Au-delà des enjeux d’innovation, avec les modélisations ou les simulations que permet
une telle puissance de calcul, il y a un réel enjeu à pouvoir traiter rapidement et efficacement de grandes quantités de données issues de sources différentes, pour établir des prévisions ou développer de nouveaux services. Par exemple, nous emmagasinons des volumes astronomiques de données en provenance des satellites qui observent la terre. Demain, l’exploitation de
ces données pourra déboucher, grâce à ce supercalculateur, sur de nouvelles applications. L’industrie financière peut également créer de la valeur au départ des volumes de données dont elle dispose. Une puissance accrue de calcul devrait aussi permettre des avancées dans le domaine de la médecine personnalisée, en offrant par exemple la possibilité de mieux exploiter et comprendre des historiques de données.

Le supercalculateur luxembourgeois sera-t- il exclusivement orienté vers les acteurs du business ?
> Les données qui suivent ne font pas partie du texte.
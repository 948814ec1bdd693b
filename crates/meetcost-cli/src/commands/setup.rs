use std::path::Path;
use std::sync::Arc;

use anyhow::{Context, Result};
use meetcost_application::{MeetingController, SetupUseCase};
use meetcost_core::summary::format_currency;
use tokio::io::AsyncReadExt;

async fn read_input(path: &Path) -> Result<String> {
    if path.as_os_str() == "-" {
        let mut text = String::new();
        tokio::io::stdin()
            .read_to_string(&mut text)
            .await
            .context("Failed to read stdin")?;
        return Ok(text);
    }
    tokio::fs::read_to_string(path)
        .await
        .with_context(|| format!("Failed to read {}", path.display()))
}

pub async fn run(
    controller: &Arc<MeetingController>,
    participants: &Path,
    agenda: Option<&Path>,
    currency: &str,
) -> Result<()> {
    let participants_text = read_input(participants).await?;
    let agenda_text = match agenda {
        Some(path) => read_input(path).await?,
        None => String::new(),
    };

    let summary = SetupUseCase::new(Arc::clone(controller))
        .import(&participants_text, &agenda_text)
        .await?;
    let burn = controller.snapshot().await.burn_rate_per_minute();

    println!(
        "Imported {} participants and {} topics. Burn rate: {} / min",
        summary.participants,
        summary.topics,
        format_currency(burn, currency)
    );
    Ok(())
}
Non. Il est essentiel de fédérer une grande diversité d’acteurs autour de cet outil. Certes, la spécificité du supercalculateur luxembourgeois réside dans son orientation « business » alors que, dans d’autres pays, ces outils sont avant tout utilisé par le monde académique. Mais la volonté, ici, est de favoriser une plus grande collaboration entre le monde de la recherche – avec l’Université, le LIST, le LIH, le SNT ou encore le LCSB – et les acteurs de la société civile. Nous encourageons de cette manière une recherche appliquée et un transfert efficace de l’innovation. Le projet HPC doit renforcer cet écosystème, le rendant plus attractif encore. C’est un projet fédérateur, qui doit nous permettre d’attirer de nouveaux académiciens, désireux de profiter d’une telle puissance de calcul, mais aussi de nouveaux acteurs économiques. A ce niveau, l’engouement est déjà réel.

Le projet HPC de l’Union européenne implique plusieurs pays. Comment le Luxembourg est parvenu à convaincre la France, l’Espagne, l’Italie, et plus généralement l’UE de localiser cette infrastructure sur son territoire ?

Il faut d’abord bien comprendre que le projet n’implique pas la création d’un seul supercalculateur de nouvelle génération. Nous mettons tous en œuvre pour accueillir un des premiers superordinateurs européens de la classe pre-exascale au Luxembourg, avec une puissance de calcul de quelques centaines de pétaflops. D’autres supercalculateurs, plus puissants encore, verront le jour dans les autres pays participant à cette initiative. C’est une nouvelle dynamique qui se met en place. Le projet du Luxembourg, à l’heure actuelle, est le seul s’inscrivant dans une approche de R&D au service de l’industrie. Il est probable que dans les autres pays, ces outils soient principalement utilisés par les acteurs de la recherche. Pour répondre à votre question, le fait que le Luxembourg se soit vu confier la coordination d’un tel projet peut s’expliquer par plusieurs de ses atouts. Il y a d’abord sa neutralité vis-à-vis des intérêts des différentes puissances au sein de l’Union européenne. On peut aussi citer le multilinguisme, qui facilite les échanges entre acteurs.

Quelles sont les étapes de développement à venir pour la construction de ce supercalculateur ?

Aujourd’hui, nous sommes occupés à définir les spécifications de l’infrastructure qui sera construite au Luxembourg. Dans ce contexte, nous discutons avec l’ensemble des acteurs concernés, le monde de la recherche comme celui de l’industrie, pour bien comprendre et définir les attentes. Une fois les besoins luxembourgeois établis, il faudra envisager les étapes de construction, avec les experts concernés.

Comment comptez-vous capitaliser sur l’expertise qui sera créée autour de ce développement ?

Le projet doit servir à établir de nouveaux standards. En matière de design de la machine, des efforts importants sont consentis. Au-delà, l’idée est de créer un centre de compétences autour du HPC, afin notamment d’aider les acteurs économiques à développer des compétences en
la matière et de les soutenir dans l’utilisation de la technologie au service de l’innovation.